[Opening Dataset records section]

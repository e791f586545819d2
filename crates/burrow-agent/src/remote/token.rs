//! Bearer token cache for control plane calls

use std::sync::Arc;
use std::time::Duration;

use async_trait::async_trait;
use reqwest::{Client, Method};
use serde::{Deserialize, Serialize};
use tokio::sync::RwLock;
use tokio::task::JoinHandle;
use tokio_util::sync::CancellationToken;

use burrow_core::config::ManagedSection;
use burrow_core::traits::CredentialProvider;
use burrow_core::GatewayError;

use super::http::{self, CSRF_HEADER, CSRF_VALUE};

const TOKEN_PATH: &str = "/api/v1/auth/remoteExitNode/get-token";

#[derive(Serialize)]
#[serde(rename_all = "camelCase")]
struct TokenRequest<'a> {
    remote_exit_node_id: &'a str,
    secret: &'a str,
}

#[derive(Deserialize)]
struct TokenResponse {
    token: String,
}

/// Exchanges the node id and secret for a bearer token and keeps it fresh.
///
/// Reads go through an `RwLock`, so any number of requests can pick up the
/// current token while a refresh is pending.
pub struct TokenManager {
    http: Client,
    url: String,
    id: String,
    secret: String,
    refresh_interval: Duration,
    token: RwLock<Option<String>>,
}

impl TokenManager {
    pub fn new(http: Client, managed: &ManagedSection) -> Result<Self, GatewayError> {
        let id = managed
            .id
            .clone()
            .ok_or_else(|| GatewayError::Credentials("managed.id is not configured".to_string()))?;
        let secret = managed
            .secret
            .clone()
            .ok_or_else(|| GatewayError::Credentials("managed.secret is not configured".to_string()))?;

        Ok(Self {
            http,
            url: format!("{}{}", managed.base_url(), TOKEN_PATH),
            id,
            secret,
            refresh_interval: managed.token_refresh_interval,
            token: RwLock::new(None),
        })
    }

    /// Fetch the first token and keep refreshing it until `cancel` fires.
    ///
    /// A failed first fetch is logged and left to the next
    /// [`CredentialProvider::token`] call, which fetches on demand while the
    /// cache is empty.
    pub async fn start(self: &Arc<Self>, cancel: CancellationToken) -> JoinHandle<()> {
        match self.refresh().await {
            Ok(_) => tracing::info!("Obtained control plane token"),
            Err(e) => http::log_remote_failure("Failed to obtain control plane token, retrying on demand", &e),
        }

        let manager = Arc::clone(self);
        tokio::spawn(async move {
            loop {
                tokio::select! {
                    _ = cancel.cancelled() => break,
                    _ = tokio::time::sleep(manager.refresh_interval) => {}
                }

                match manager.refresh().await {
                    Ok(_) => tracing::debug!("Refreshed control plane token"),
                    Err(e) => http::log_remote_failure("Failed to refresh control plane token", &e),
                }
            }
        })
    }

    /// Request a new token and cache it
    pub async fn refresh(&self) -> Result<String, GatewayError> {
        let method = Method::POST;
        let response = self
            .http
            .post(&self.url)
            .header(CSRF_HEADER, CSRF_VALUE)
            .json(&TokenRequest {
                remote_exit_node_id: &self.id,
                secret: &self.secret,
            })
            .send()
            .await
            .map_err(|e| http::transport_error(&method, &self.url, &e))?;

        let response = http::check_status(&method, &self.url, response)?;
        let body: TokenResponse = http::decode_envelope(&method, &self.url, response).await?;

        *self.token.write().await = Some(body.token.clone());
        Ok(body.token)
    }
}

#[async_trait]
impl CredentialProvider for TokenManager {
    async fn token(&self) -> Result<String, GatewayError> {
        if let Some(token) = self.token.read().await.as_ref() {
            return Ok(token.clone());
        }
        self.refresh().await
    }
}

/// Fixed token, for nodes provisioned out of band and for tests
pub struct StaticCredentials(pub String);

#[async_trait]
impl CredentialProvider for StaticCredentials {
    async fn token(&self) -> Result<String, GatewayError> {
        Ok(self.0.clone())
    }
}

#[cfg(test)]
mod tests {
    use super::*;

    #[test]
    fn test_requires_id_and_secret() {
        let managed = ManagedSection::default();
        let result = TokenManager::new(Client::new(), &managed);
        assert!(matches!(result, Err(GatewayError::Credentials(_))));
    }

    #[test]
    fn test_token_url() {
        let managed = ManagedSection {
            id: Some("node".to_string()),
            secret: Some("s3cret".to_string()),
            endpoint: "https://cp.example.com/".to_string(),
            ..Default::default()
        };
        let manager = TokenManager::new(Client::new(), &managed).unwrap();
        assert_eq!(manager.url, "https://cp.example.com/api/v1/auth/remoteExitNode/get-token");
    }

    #[tokio::test]
    async fn test_static_credentials() {
        let credentials = StaticCredentials("abc".to_string());
        assert_eq!(credentials.token().await.unwrap(), "abc");
    }
}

[Closing Dataset records section]

> **Assignment**
Each line in the listing above that includes the word "struct" needs to be copied out.

> **Task result**
struct TokenRequest<'a> {
struct TokenResponse {
pub struct TokenManager {
pub struct StaticCredentials(pub String);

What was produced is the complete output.